Перед глазами читателя проходит нескончаемая вереница тиранов, делавшихся нередко рабами своей недавней служанки или изворотливого временщика. Разнящиеся в характерах, национальных темпераментах, вероисповеданиях, манерах и образованности английский Генрих VIII, испанский Филипп II, шведский Эрик XIV, в то же время все, «будто звери одинаковой породы, во многих чертах имеют родственное сходство», заключающееся в пренебрежении к религиозным и общечеловеческим нормам морали, способности ради прихоти временщика или прелестей фаворитки пренебречь не только народными, государственными, но и личными интересами и безопасностью. Источник фаворитизма, не знавшего ни национальных, ни временных границ, нужно искать не в человеческих слабостях каждого конкретного монарха, а в существовании неограниченной формы правления. Ибо только тогда плохое расположение духа Людовика XIV вследствие очередного расстройства желудка могло кончиться каторгой или пожизненным заключением для каждого, кто некстати попадался ему на глаза. «Король вне закона, а поэтому вне наказания!»— льстили Франциску I услужливые придворные. Это и явилось питательной средой «мании самодурства», расцвета низменных пороков венценосцев.

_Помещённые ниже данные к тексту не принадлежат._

//! Quad Region command-line front end

mod commands;
mod settings;

use clap::Parser;
use commands::CliError;
use settings::Settings;
use std::process::ExitCode;

/// Install the fmt subscriber, honouring RUST_LOG when it is set
fn setup_logging() {
    use tracing_subscriber::EnvFilter;

    let filter = EnvFilter::try_from_default_env().unwrap_or_else(|_| {
        if cfg!(debug_assertions) {
            EnvFilter::new("debug")
        } else {
            EnvFilter::new("info")
        }
    });
    tracing_subscriber::fmt()
        .with_env_filter(filter)
        .with_writer(std::io::stderr)
        .init();
}

fn main() -> ExitCode {
    let settings = Settings::parse();
    setup_logging();

    let result = tokio::runtime::Builder::new_multi_thread()
        .enable_all()
        .build()
        .map_err(CliError::Runtime)
        .and_then(|rt| rt.block_on(commands::run(settings)));

    match result {
        Ok(()) => ExitCode::SUCCESS,
        Err(e) => {
            tracing::error!("{e}");
            ExitCode::FAILURE
        }
    }
}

Ханжество и лицемерие двора еще более усугубляли положение. Находя приличным для себя отдых в объятиях фаворитов, монархи, порой сами того не замечая, становились жертвами корысти, политической интриги и холодного расчета. Немного найдем мы на страницах книги примеров, чтобы влияние фаворитки или временщика было обращено во благо подданных, «просвещение царств светом Христовым». Наоборот, фаворитизм, развивая порочные наклонности, опустошая казну монарха, убивает в нем последние искры добра и благородных побуждений, «отнимает у народа последний кусок хлеба, а у королевской власти — всю ее силу и значение». Жертвами временщиков становятся, как правило, истинные патриоты. Распущенность двора и духовенства вводит в соблазн и простонародье. На этой почве расцветают взяточничество, казнокрадство, доносительство, лжесвидетельство.
Рассматривая фаворитизм как неизбежное зло, автор не предлагал ничего конкретного для его устранения, кроме общего просвещения нравов. Республиканская форма правления («псевдоним монархии») является лишь мимолетной уступкой псевдодемократическим поползновениям черни, потому она кратковременна и непрочна: «Государство без властителя такое же немыслимое явление, как тело без головы, а многоглавое правительство точно так же невозможно, как существование десятиглавого человека».
Неизвестно по каким причинам издание книги было приостановлено на третьей части, хотя именно в начале XVIII столетия, в условиях господства неограниченной монархии, фаворитизм в Европе процветал пышным цветом. По цензурным соображениям мало места отведено истории России (Борису Годунову, Василию Шуйскому, всесильному Морозову, царевне Софье и ее фавориту Василию Голицину). Несомненно, что не меньшего внимания заслуживают деяния Алексашки Меншикова, императрицы Екатерины I, Долгоруковых, конюшего Бирона, певчего Разумовского, буйных братьев Орловых, талантливого Потемкина и прочих. Многое мог бы порассказать автор и о времени, когда исторические предания перекликались бы уже и с воспоминаниями его домочадцев и современников. Например, о своей бабке — танцовщице О. Д. Ефремовой, бывшей в фаворе у всесильного обер-гофмейстера графа А. А. Безбородко, о недалеком, жестоком, но деятельном администраторе А. А. Аракчееве, фаворитке Александра Николаевича — княгине Юрьевской и других.
В целом же, несмотря на пробелы, многочисленные фактические неточности, П. П. Каратыгину удалось создать легко читаемые беллетризированные очерки о наиболее выдающихся деятелях европейской истории XVI и XVII столетий, в которых даже искушенный читатель несомненно найдет для себя много нового, интересного и поучительного.